If I set in my Make.user
MARCH=x86-64 I can get Julia to launch on multiple workers without simd vectorization working
If I remove that line or set it to MARCH=native I can get simd vectorization on the main worker but trying to launch additional workers gives

$ julia -p40
ERROR: Target architecture mismatch. Please delete or regenerate sys.{so,dll,dylib}.
ERROR: Target architecture mismatch. Please delete or regenerate sys.{so,dll,dylib}.
ERROR: Unable to read host:port string from worker. Launch command exited with error?
read_worker_host_port(::Pipe) at ./distributed/cluster.jl:236
connect(::Base.Distributed.LocalManager, ::Int64, ::WorkerConfig) at ./distributed/managers.jl:391
create_worker(::Base.Distributed.LocalManager, ::WorkerConfig) at ./distributed/cluster.jl:443
setup_launched_worker(::Base.Distributed.LocalManager, ::WorkerConfig, ::Array{Int64,1}) at ./distributed/cluster.jl:389
(::Base.Distributed.##33#36{Base.Distributed.LocalManager,WorkerConfig,Array{Int64,1}})() at ./task.jl:335

...and 1 more exception(s).

Stacktrace:
 [1] sync_end() at ./task.jl:287
 [2] macro expansion at ./task.jl:303 [inlined]
 [3] #addprocs_locked#30(::Array{Any,1}, ::Function, ::Base.Distributed.LocalManager) at ./distributed/cluster.jl:344
 [4] #addprocs#29(::Array{Any,1}, ::Function, ::Base.Distributed.LocalManager) at ./distributed/cluster.jl:319
 [5] #addprocs#243(::Bool, ::Array{Any,1}, ::Function, ::Int32) at ./distributed/managers.jl:311
 [6] process_options(::Base.JLOptions) at ./client.jl:267
 [7] _start() at ./client.jl:371

Question: How can I build Julia to utilize vector instructions for all workers?

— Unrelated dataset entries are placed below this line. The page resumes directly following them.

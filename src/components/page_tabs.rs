//! Page Tabs Component
//!
//! Switches the admin page between the request list and the user list.

use leptos::prelude::*;

/// Admin page sections
#[derive(Clone, Copy, Debug, PartialEq, Eq)]
pub enum AdminTab {
    Requests,
    Users,
}

impl AdminTab {
    pub const ALL: [AdminTab; 2] = [AdminTab::Requests, AdminTab::Users];

    pub fn label(self) -> &'static str {
        match self {
            AdminTab::Requests => "Заявки",
            AdminTab::Users => "Пользователи",
        }
    }
}

#[component]
pub fn PageTabs(current: ReadSignal<AdminTab>, set_current: WriteSignal<AdminTab>) -> impl IntoView {
    view! {
        <nav class="page-tabs">
            {AdminTab::ALL.into_iter().map(|tab| {
                let tab_class = move || if current.get() == tab { "page-tab active" } else { "page-tab" };
                view! {
                    <button class=tab_class on:click=move |_| set_current.set(tab)>
                        {tab.label()}
                    </button>
                }
            }).collect_view()}
        </nav>
    }
}
//! User List Component
//!
//! Registered users with an immediate delete action (no confirmation).

use leptos::logging::{error, log};
use leptos::prelude::*;
use leptos::task::spawn_local;

use crate::commands::{self, DELETE_USER_MESSAGES};
use crate::context::use_app_context;
use crate::dispatch::UiEvent;
use crate::models::User;
use crate::store::{store_dispatch, use_admin_store, AdminStateStoreFields};

#[component]
pub fn UserList() -> impl IntoView {
    let store = use_admin_store();

    view! {
        <table class="user-table">
            <thead>
                <tr>
                    <th>"Логин"</th>
                    <th>"ФИО"</th>
                    <th>"Email"</th>
                    <th>"Роль"</th>
                    <th></th>
                </tr>
            </thead>
            <tbody>
                <For
                    each=move || store.users().get()
                    key=|user| user.id
                    children=move |user| view! { <UserRow user=user /> }
                />
            </tbody>
        </table>
        <Show when=move || store.users().with(|users| users.is_empty())>
            <p class="empty-list">"Пользователей нет"</p>
        </Show>
    }
}

#[component]
fn UserRow(user: User) -> impl IntoView {
    let ctx = use_app_context();
    let store = use_admin_store();
    let id = user.id;
    let display_name = user.display_name().to_string();

    let on_delete = move |ev: web_sys::MouseEvent| {
        ev.prevent_default();
        let config = ctx.config();
        spawn_local(async move {
            match commands::delete_user(&config, id).await {
                Ok(()) => {
                    log!("[USERS] deleted #{}", id);
                    store_dispatch(&store, UiEvent::UserDeleted(id));
                }
                Err(e) => {
                    error!("[USERS] delete of #{} failed: {}", id, e);
                    ctx.notify(e.user_message(&DELETE_USER_MESSAGES));
                }
            }
        });
    };

    view! {
        <tr id=format!("user-{}", id)>
            <td>{user.username}</td>
            <td>{display_name}</td>
            <td>{user.email}</td>
            <td>{user.role}</td>
            <td>
                <button class="btn delete-user-btn" data-user-id=id.to_string() on:click=on_delete>
                    "Удалить"
                </button>
            </td>
        </tr>
    }
}
//! Filter Engine
//!
//! Client-side visibility of request cards. Type and status apply live;
//! the text query only takes effect once applied and stays applied until
//! the next apply.

use crate::models::Zayavka;

/// Searchable attributes of one card
#[derive(Debug, Clone, Copy, PartialEq, Eq)]
pub struct CardAttributes<'a> {
    pub zayavka_type: &'a str,
    pub status: &'a str,
    pub description: &'a str,
    pub username: &'a str,
    pub full_name: &'a str,
}

impl Zayavka {
    pub fn attributes(&self) -> CardAttributes<'_> {
        CardAttributes {
            zayavka_type: &self.zayavka_type,
            status: &self.status,
            description: &self.description,
            username: &self.username,
            full_name: &self.full_name,
        }
    }
}

/// Active criteria; empty string means unconstrained
#[derive(Debug, Clone, Default, PartialEq, Eq)]
pub struct FilterCriteria {
    pub zayavka_type: String,
    pub status: String,
    pub query: String,
}

fn normalize(value: &str) -> String {
    value.trim().to_lowercase()
}

/// Whether a card with `attrs` is visible under `criteria`
pub fn compute_visibility(criteria: &FilterCriteria, attrs: &CardAttributes<'_>) -> bool {
    let zayavka_type = normalize(&criteria.zayavka_type);
    let status = normalize(&criteria.status);
    let query = normalize(&criteria.query);

    let matches_type = zayavka_type.is_empty() || normalize(attrs.zayavka_type) == zayavka_type;
    let matches_status = status.is_empty() || normalize(attrs.status) == status;
    let matches_query = query.is_empty()
        || [attrs.description, attrs.username, attrs.full_name]
            .iter()
            .any(|field| normalize(field).contains(&query));

    matches_type && matches_status && matches_query
}

/// Filter component state
#[derive(Debug, Clone, Default, PartialEq, Eq)]
pub struct FilterState {
    zayavka_type: String,
    status: String,
    applied_query: String,
    /// Query the server already matched the current list against
    server_query: Option<String>,
}

impl FilterState {
    pub fn set_type(&mut self, zayavka_type: impl Into<String>) {
        self.zayavka_type = zayavka_type.into();
    }

    pub fn set_status(&mut self, status: impl Into<String>) {
        self.status = status.into();
    }

    /// Commit the text query; an empty query clears it
    pub fn apply_query(&mut self, query: impl Into<String>) {
        self.applied_query = query.into();
    }

    pub fn zayavka_type(&self) -> &str {
        &self.zayavka_type
    }

    pub fn status(&self) -> &str {
        &self.status
    }

    pub fn applied_query(&self) -> &str {
        &self.applied_query
    }

    /// The list now holds the server's answer for `query`
    pub fn mark_server_filtered(&mut self, query: &str) {
        self.server_query = Some(normalize(query));
    }

    pub fn criteria(&self) -> FilterCriteria {
        // search results lack submitter fields; the server matched them already
        let server_matched = self.server_query.as_deref() == Some(normalize(&self.applied_query).as_str());
        FilterCriteria {
            zayavka_type: self.zayavka_type.clone(),
            status: self.status.clone(),
            query: if server_matched { String::new() } else { self.applied_query.clone() },
        }
    }

    pub fn matches(&self, attrs: &CardAttributes<'_>) -> bool {
        compute_visibility(&self.criteria(), attrs)
    }

    pub fn visible_count(&self, items: &[Zayavka]) -> usize {
        let criteria = self.criteria();
        items
            .iter()
            .filter(|z| compute_visibility(&criteria, &z.attributes()))
            .count()
    }
}

/// Type select options: union of `known` and `extra`, deduplicated
/// case-insensitively, first-seen casing, sorted
pub fn type_options<'a>(known: &'a [String], extra: impl IntoIterator<Item = &'a str>) -> Vec<String> {
    let mut seen: Vec<(String, String)> = Vec::new();
    let candidates = known.iter().map(String::as_str).chain(extra);
    for candidate in candidates {
        let key = normalize(candidate);
        if key.is_empty() || seen.iter().any(|(k, _)| *k == key) {
            continue;
        }
        seen.push((key, candidate.trim().to_string()));
    }
    seen.sort_by(|a, b| a.0.cmp(&b.0));
    seen.into_iter().map(|(_, label)| label).collect()
}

On our server we have two xeon chips

$ cat /proc/cpuinfo
processor       : 0
vendor_id       : GenuineIntel
cpu family      : 6
model           : 79
model name      : Intel(R) Xeon(R) CPU E5-2630 v4 @ 2.20GHz
stepping        : 1
microcode       : 0xb000010
cpu MHz         : 1200.289
cache size      : 25600 KB
physical id     : 0
siblings        : 20
core id         : 0
cpu cores       : 10
apicid          : 0
initial apicid  : 0
fpu             : yes
fpu_exception   : yes
cpuid level     : 20
wp              : yes
flags           : fpu vme de pse tsc msr pae mce cx8 apic sep mtrr pge mca cmov pat pse36 clflush dts acpi mmx fxsr sse sse2 ss ht tm pbe syscall nx pdpe1gb rdtscp lm constant_tsc arch_perfmon pebs bts rep_good nopl xtopology nonstop_tsc aperfmperf eagerfpu pni pclmulqdq dtes64 ds_cpl vmx smx est tm2 ssse3 sdbg fma cx16 xtpr pdcm pcid dca sse4_1 sse4_2 x2apic movbe popcnt tsc_deadline_timer aes xsave avx f16c rdrand lahf_lm abm 3dnowprefetch epb intel_pt tpr_shadow vnmi flexpriority ept vpid fsgsbase tsc_adjust bmi1 hle avx2 smep bmi2 erms invpcid rtm cqm rdseed adx smap xsaveopt cqm_llc cqm_occup_llc cqm_mbm_total cqm_mbm_local dtherm ida arat pln pts
bugs            :
bogomips        : 4399.75
clflush size    : 64
cache_alignment : 64
address sizes   : 46 bits physical, 48 bits virtual
power management:

If you can find a target that works on all machines (e.g. haswell) do that.

There’s CPUID_SPECIFIC_BINARY (or sth like that) that you can use though I’ve never use it (and I’m removing it).

For a complete solution, wait for https://github.com/JuliaLang/julia/pull/21849 (it’s getting there).

1 Like

Thanks I didn’t know I had to explicitly set MARCH=haswell, now things work. Looking forward to the PR as well.